Marty didn’t want to know what happened, but he still asked: “What happened?”
“There was an altercation,” Mr. Ed says, and his face looses all expression and his eyes get this blind stare, that makes the other man look right down the abyss and beyond good or evil, “I was like the stranger that came to town and who drew faster than anyone else.”
“That sounds like an old Western,” Marty says, “And you know that those always have a silver lining.”
“This was no such story,” Mr. Ed says, “This was real life.”
“You killed them all….” Marty says.
“I sure did,” Mr. Ed says.
“Jesus….” Marty says and he thinks: so that’s what he did when he was all by himself in some God forsaken hell hole. That’s the measure of this man.
The barkeep announces the last round.
“Maybe we should call it a night,” Marty says.
“Maybe we should,” Mr.
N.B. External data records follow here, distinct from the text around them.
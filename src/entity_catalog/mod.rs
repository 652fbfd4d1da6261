pub mod config;
pub mod entity_schema;
pub mod errors;

pub use config::{ColumnDefinition, EntityCatalogConfig, EntityDefinition, RelationDefinition};
pub use entity_schema::{
    ColumnMetadata, EntityCatalog, EntityMetadata, RelationId, RelationMetadata,
    StaticEntityCatalog, StaticEntityCatalogBuilder,
};
pub use errors::CatalogError;
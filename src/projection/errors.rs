use thiserror::Error;

use crate::entity_catalog::CatalogError;
use crate::selection::SelectionError;

#[derive(Debug, Clone, Error, PartialEq)]
pub enum PlanError {
    #[error("Entity lookup failed: {0}")]
    Catalog(#[from] CatalogError),
    #[error("Selection error: {0}")]
    Selection(#[from] SelectionError),
}
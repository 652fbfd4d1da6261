pub mod naming;
//! Argument literal parsing
//!
//! Literal argument nodes are converted to a closed [`ArgumentValue`] type.
//! Unsupported literal kinds (variables, enums, null) and numeric lexemes that
//! cannot be read as numbers become [`ArgumentValue::Absent`] instead of failing
//! the request.

use indexmap::IndexMap;
use serde::Serialize;

use super::ast::LiteralNode;

/// Parsed argument value
#[derive(Debug, Clone, PartialEq, Serialize, Default)]
#[serde(untagged)]
pub enum ArgumentValue {
    String(String),
    /// Integer and float literals share one numeric representation
    Number(f64),
    Boolean(bool),
    List(Vec<ArgumentValue>),
    Object(IndexMap<String, ArgumentValue>),
    #[default]
    Absent,
}

impl ArgumentValue {
    pub fn is_absent(&self) -> bool {
        matches!(self, ArgumentValue::Absent)
    }

    pub fn as_str(&self) -> Option<&str> {
        match self {
            ArgumentValue::String(s) => Some(s),
            _ => None,
        }
    }

    pub fn as_f64(&self) -> Option<f64> {
        match self {
            ArgumentValue::Number(n) => Some(*n),
            _ => None,
        }
    }

    /// Numeric value as an integer, if it has no fractional part and fits in i64
    pub fn as_integer(&self) -> Option<i64> {
        match self {
            ArgumentValue::Number(n)
                if n.fract() == 0.0 && *n >= i64::MIN as f64 && *n <= i64::MAX as f64 =>
            {
                Some(*n as i64)
            }
            _ => None,
        }
    }

    pub fn as_bool(&self) -> Option<bool> {
        match self {
            ArgumentValue::Boolean(b) => Some(*b),
            _ => None,
        }
    }

    pub fn as_list(&self) -> Option<&[ArgumentValue]> {
        match self {
            ArgumentValue::List(items) => Some(items),
            _ => None,
        }
    }

    pub fn as_object(&self) -> Option<&IndexMap<String, ArgumentValue>> {
        match self {
            ArgumentValue::Object(fields) => Some(fields),
            _ => None,
        }
    }
}

/// Parse one literal argument node.
pub fn parse_literal(node: &LiteralNode) -> ArgumentValue {
    match node {
        LiteralNode::String(s) => ArgumentValue::String(s.clone()),
        LiteralNode::Boolean(b) => ArgumentValue::Boolean(*b),
        LiteralNode::Int(raw) | LiteralNode::Float(raw) => match raw.trim().parse::<f64>() {
            Ok(n) if n.is_finite() => ArgumentValue::Number(n),
            _ => {
                log::debug!("numeric literal `{}` is not a finite number, treating as absent", raw);
                ArgumentValue::Absent
            }
        },
        LiteralNode::Object(fields) => ArgumentValue::Object(
            fields
                .iter()
                .map(|(name, value)| (name.clone(), parse_literal(value)))
                .collect(),
        ),
        LiteralNode::List(values) => ArgumentValue::List(values.iter().map(parse_literal).collect()),
        LiteralNode::Variable(_) | LiteralNode::Enum(_) | LiteralNode::Null => {
            log::trace!("unsupported literal kind {:?}, treating as absent", node);
            ArgumentValue::Absent
        }
    }
}
//! # Entity Catalog Error Types
//!
//! - **Lookup Errors**: an entity type the catalog does not know
//! - **Configuration Errors**: file I/O, YAML parsing and structural validation
//!   while loading catalog definitions

use thiserror::Error;

#[derive(Debug, Clone, Error, PartialEq)]
pub enum CatalogError {
    #[error("No entity metadata found for `{entity_type}`")]
    UnknownEntity { entity_type: String },
    #[error("Failed to read catalog file: {error}")]
    ConfigReadError { error: String },
    #[error("Failed to parse catalog: {error}")]
    ConfigParseError { error: String },
    #[error("Invalid catalog: {message}")]
    InvalidConfig { message: String },
}

impl CatalogError {
    pub fn unknown_entity(entity_type: impl Into<String>) -> Self {
        CatalogError::UnknownEntity {
            entity_type: entity_type.into(),
        }
    }

    pub fn invalid(message: impl Into<String>) -> Self {
        CatalogError::InvalidConfig {
            message: message.into(),
        }
    }
}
Ed says, and for a moment it looks like he was looking for his cowboy hat, although it might just as well have been the men’s room.
Mr. Ed slammed a twenty dollar bill on the counter and Marty doubled it.
“Until next time, partner,” Marty says, “The war made a lot of good guys crazy.”
“It sure did,” Mr. Ed says, while gesturing so longand he walked right out of the door.
*
That night Marty double checked the doors and he let the dog loose in the house. He wasn’t one to get scared too easily, but this guy was plane crazy. Marty figured that he was capable of acting erratic once he realized that he might have disclosed just about too much.
It was all easy enough though: in a way what makes a man is what he does when he thinks that no one is looking. That’s exactly what makes Mr. Ed so dangerous, because it makes sense to reason that he will act alike when someone crosses his path. This is the kind of man who will stab another in the back, or maybe more in line with this character, he will use a shotgun with a big caliber.